Per la prima volta nella storia, infatti, l'emittente musicale più celebre al mondo partecipa in prima persona, al fianco di Cattleya, alla produzione di un film. La direzione artistica ha studiato nel dettaglio ogni singolo pezzo della colonna sonora, ha scelto gli artisti che vi avrebbero collaborato (tutti con lo stesso inconfondibile marchio di fabbrica, dai Lost ai Broken Heart College passando per L'Aura e Zero Assoluto), diffondendo poi a piè sospinto su tutti i propri canali il risultato di questo mix difficile da ignorare.

Da un lato la collaborazione con il colosso televisivo delle sette note risulta quindi preziosa in termini di visibilità, ma dall'altro penalizza il film di Paragnani con le sue ingerenze in campo 'narrativo'. Difficilmente si può credere al percorso di 'conversione' del protagonista, un ragazzo che nel breve volgere di una notte d'amore passa dai Tokyo Hotel ai Genesis di Peter Gabriel (Phil Collins è già troppo pop), quando poi il risultato finale, quello che dovrebbe testimoniare il suo profondo cambiamento artistico è appunto solo un pezzo in pieno stile MTV (per la cronaca, firmato dai Sonohra, duo veronese che si impose a Sanremo nel 2008).

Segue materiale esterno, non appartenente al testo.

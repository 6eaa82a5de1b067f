//! S3-based state storage backend.
//!
//! Shared state for teams deploying the same site from several machines.
//! Objects are laid out as `<prefix><project>/<environment>/state.json` with
//! the lock object next to it.

use async_trait::async_trait;
use aws_config::BehaviorVersion;
use aws_sdk_s3::Client;
use tracing::{debug, info};

use crate::error::{EdgesiteError, Result, StateError};

use super::lock::{LOCK_EXPIRY_SECS, LockInfo, generate_holder_id};
use super::store::{StateStore, check_version};
use super::types::DeploymentState;

/// State object name.
const STATE_KEY: &str = "state.json";

/// Lock object name.
const LOCK_KEY: &str = "state.lock";

/// S3-based state store.
#[derive(Debug)]
pub struct S3StateStore {
    /// S3 client.
    client: Client,
    /// Bucket name.
    bucket: String,
    /// Key prefix including project and environment, ending in `/`.
    prefix: String,
}

impl S3StateStore {
    /// Creates a new S3 state store using the default credential chain.
    ///
    /// # Errors
    ///
    /// Returns an error if the S3 client cannot be initialized.
    pub async fn new(
        bucket: &str,
        prefix: Option<&str>,
        region: Option<&str>,
        project: &str,
        environment: &str,
    ) -> Result<Self> {
        let mut loader = aws_config::defaults(BehaviorVersion::latest());
        if let Some(region) = region {
            loader = loader.region(aws_config::Region::new(region.to_string()));
        }
        let config = loader.load().await;

        Ok(Self::with_client(
            Client::new(&config),
            bucket,
            prefix,
            project,
            environment,
        ))
    }

    /// Creates a new S3 state store with an existing client.
    #[must_use]
    pub fn with_client(
        client: Client,
        bucket: &str,
        prefix: Option<&str>,
        project: &str,
        environment: &str,
    ) -> Self {
        Self {
            client,
            bucket: bucket.to_string(),
            prefix: key_prefix(prefix, project, environment),
        }
    }

    /// Gets the full S3 key for a file.
    fn key(&self, file: &str) -> String {
        format!("{}{file}", self.prefix)
    }

    /// Gets an object from S3.
    async fn get_object(&self, key: &str) -> Result<Option<String>> {
        let result = self
            .client
            .get_object()
            .bucket(&self.bucket)
            .key(key)
            .send()
            .await;

        match result {
            Ok(response) => {
                let bytes = response
                    .body
                    .collect()
                    .await
                    .map_err(|e| StateError::s3(format!("Failed to read S3 object: {e}")))?;

                let content = String::from_utf8(bytes.to_vec()).map_err(|e| {
                    EdgesiteError::State(StateError::Corrupted {
                        message: format!("Invalid UTF-8 in S3 object: {e}"),
                    })
                })?;

                Ok(Some(content))
            }
            Err(sdk_err) => {
                let service_err = sdk_err.into_service_error();
                if service_err.is_no_such_key() {
                    Ok(None)
                } else {
                    Err(StateError::s3(format!("S3 get error: {service_err}")).into())
                }
            }
        }
    }

    /// Puts an object to S3.
    async fn put_object(&self, key: &str, content: &str) -> Result<()> {
        self.client
            .put_object()
            .bucket(&self.bucket)
            .key(key)
            .body(content.as_bytes().to_vec().into())
            .content_type("application/json")
            .send()
            .await
            .map_err(|e| StateError::s3(format!("S3 put error: {e}")))?;

        Ok(())
    }

    /// Deletes an object from S3.
    async fn delete_object(&self, key: &str) -> Result<()> {
        self.client
            .delete_object()
            .bucket(&self.bucket)
            .key(key)
            .send()
            .await
            .map_err(|e| StateError::s3(format!("S3 delete error: {e}")))?;

        Ok(())
    }

    /// Checks if an object exists in S3.
    async fn object_exists(&self, key: &str) -> Result<bool> {
        let result = self
            .client
            .head_object()
            .bucket(&self.bucket)
            .key(key)
            .send()
            .await;

        match result {
            Ok(_) => Ok(true),
            Err(sdk_err) => {
                let service_err = sdk_err.into_service_error();
                if service_err.is_not_found() {
                    Ok(false)
                } else {
                    Err(StateError::s3(format!("S3 head error: {service_err}")).into())
                }
            }
        }
    }
}

/// File name of the engine's own state next to the deployment state.
pub const ENGINE_STATE_FILE: &str = "terraform.tfstate";

/// Key of the engine's state object: `<prefix>/<project>/<environment>/terraform.tfstate`.
///
/// Shares the layout of [`S3StateStore`] so both states of a stack live
/// side by side.
#[must_use]
pub fn engine_state_key(prefix: Option<&str>, project: &str, environment: &str) -> String {
    format!("{}{ENGINE_STATE_FILE}", key_prefix(prefix, project, environment))
}

/// Builds `<prefix>/<project>/<environment>/`, skipping an empty prefix.
fn key_prefix(prefix: Option<&str>, project: &str, environment: &str) -> String {
    let base = prefix.map(|p| p.trim_matches('/')).unwrap_or_default();
    if base.is_empty() {
        format!("{project}/{environment}/")
    } else {
        format!("{base}/{project}/{environment}/")
    }
}

fn parse_lock(content: &str) -> Result<LockInfo> {
    serde_json::from_str(content).map_err(|e| {
        EdgesiteError::State(StateError::Corrupted {
            message: format!("Failed to parse lock: {e}"),
        })
    })
}

#[async_trait]
impl StateStore for S3StateStore {
    async fn load(&self) -> Result<Option<DeploymentState>> {
        let key = self.key(STATE_KEY);
        debug!("Loading state from s3://{}/{key}", self.bucket);

        let Some(json) = self.get_object(&key).await? else {
            debug!("No state found in S3");
            return Ok(None);
        };

        let state: DeploymentState = serde_json::from_str(&json).map_err(|e| {
            EdgesiteError::State(StateError::Corrupted {
                message: format!("Failed to parse state: {e}"),
            })
        })?;
        check_version(&state)?;

        info!(
            "Loaded state for project: {}/{}",
            state.project, state.environment
        );
        Ok(Some(state))
    }

    async fn save(&self, state: &DeploymentState) -> Result<()> {
        let key = self.key(STATE_KEY);
        info!("Saving state to s3://{}/{key}", self.bucket);

        let content = serde_json::to_string_pretty(state)
            .map_err(|e| StateError::serialization(format!("Failed to serialize state: {e}")))?;

        self.put_object(&key, &content).await?;

        debug!("State saved successfully to S3");
        Ok(())
    }

    async fn delete(&self) -> Result<()> {
        let state_key = self.key(STATE_KEY);
        let lock_key = self.key(LOCK_KEY);

        info!("Deleting state from s3://{}/{state_key}", self.bucket);

        self.delete_object(&state_key).await?;
        self.delete_object(&lock_key).await?;

        Ok(())
    }

    async fn exists(&self) -> Result<bool> {
        let key = self.key(STATE_KEY);
        self.object_exists(&key).await
    }

    async fn acquire_lock(&self, holder: &str) -> Result<LockInfo> {
        let key = self.key(LOCK_KEY);

        if let Some(content) = self.get_object(&key).await? {
            let existing = parse_lock(&content)?;
            if !existing.is_expired() {
                return Err(EdgesiteError::State(StateError::LockedByOther {
                    holder: existing.holder.clone(),
                    since: existing.acquired_at.to_rfc3339(),
                }));
            }
            debug!("Expired lock found, taking over");
        }

        let holder_id = if holder.is_empty() {
            generate_holder_id()
        } else {
            holder.to_string()
        };

        let lock_info = LockInfo::new(&holder_id);

        let content = serde_json::to_string_pretty(&lock_info)
            .map_err(|e| StateError::serialization(format!("Failed to serialize lock: {e}")))?;

        self.put_object(&key, &content).await?;

        info!(
            "Acquired state lock: {} (expires in {}s)",
            lock_info.lock_id, LOCK_EXPIRY_SECS
        );

        Ok(lock_info)
    }

    async fn release_lock(&self, lock_id: &str) -> Result<()> {
        let key = self.key(LOCK_KEY);

        if let Some(content) = self.get_object(&key).await? {
            let existing = parse_lock(&content)?;

            if existing.lock_id == lock_id {
                self.delete_object(&key).await?;
                info!("Released state lock: {lock_id}");
            } else {
                debug!(
                    "Lock ID mismatch: expected {lock_id}, found {}",
                    existing.lock_id
                );
            }
        }

        Ok(())
    }

    async fn get_lock_info(&self) -> Result<Option<LockInfo>> {
        let key = self.key(LOCK_KEY);
        self.get_object(&key)
            .await?
            .map(|content| parse_lock(&content))
            .transpose()
    }

    async fn is_locked(&self) -> Result<bool> {
        if let Some(lock_info) = self.get_lock_info().await? {
            return Ok(!lock_info.is_expired());
        }
        Ok(false)
    }

    fn backend_type(&self) -> &'static str {
        "s3"
    }
}

#[cfg(test)]
mod tests {
    use super::*;

    #[test]
    fn test_key_prefix_layout() {
        assert_eq!(key_prefix(None, "shop", "prod"), "shop/prod/");
        assert_eq!(key_prefix(Some(""), "shop", "prod"), "shop/prod/");
        assert_eq!(key_prefix(Some("/edgesite/"), "shop", "prod"), "edgesite/shop/prod/");
        assert_eq!(key_prefix(Some("a/b"), "shop", "dev"), "a/b/shop/dev/");
        assert_eq!(
            engine_state_key(Some("edgesite"), "shop", "prod"),
            "edgesite/shop/prod/terraform.tfstate"
        );
    }

    #[test]
    fn test_parse_lock() {
        let info = LockInfo::new("ci-runner");
        let parsed = parse_lock(&serde_json::to_string(&info).unwrap()).unwrap();
        assert_eq!(parsed, info);
        assert!(parse_lock("nope").is_err());
    }
}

Il film quindi non lascia indifferenti per la confezione accattivante e per una certa cura della regia, ma questo non può mascherare quell'aria di 'costruito a tavolino' che aleggia pesante su personaggi e storia. Riesce a metà anche l'omaggio ai classici del college-movie americano. L'opera di Paragnani è forse maggiormente debitrice del romanticismo sfrenato di film come Un meraviglioso batticuore di Howard Deutch (trama: giovane musicista sfigata, ma testarda e talentuosa, ama non ricambiata un bellimbusto che le preferisce una ricca smorfiosa), piuttosto che di quelli del compianto John Hughes, citati come modello dallo stesso regista romano.

La commedia quindi finisce per reggersi sulle belle facce dei protagonisti, il guascone Emanuele Bosi, la sognante Michela Quattrociocche e la ribelle Agnese Claisse, l'unica, nel trio dei personaggi principali, a far intravedere qualcosa di più. Suscita curiosità anche l'interpretazione di Guglielmo Scilla, noto ai più per essere uno dei 'Youtuber' più cliccati d'Italia. Spetta a lui il compito di incarnare il nerd, il secchione sfigato che rimedia due belle fratture, ma anche il cuore di una vezzosa compagna di classe (Martina Pinto).

Nel complesso ci troviamo di fronte ad un lungometraggio non proprio memorabile, che funziona (anche se in maniera discontinua) solo quando usa il tono nostalgico nella descrizione di un mondo ormai passato (il walkman di Lisa, la sala prove del padre piena zeppa di 33 giri). Proprio su questo terreno si gioca l'atavico conflitto generazionale tra genitori e figli. I ragazzi di oggi sono figli dei ragazzi di un tempo, maniaci del vinile o semplici sessantottini incapaci di vivere pienamente la realtà, come dimostra Luigi (Sergio Albelli) il padre del protagonista, un uomo che al lavoro preferisce estenuanti sedute di Playstation e corse in Ducati. Anche qui niente di nuovo. La domanda semmai è una: fino a quando si resta giovani?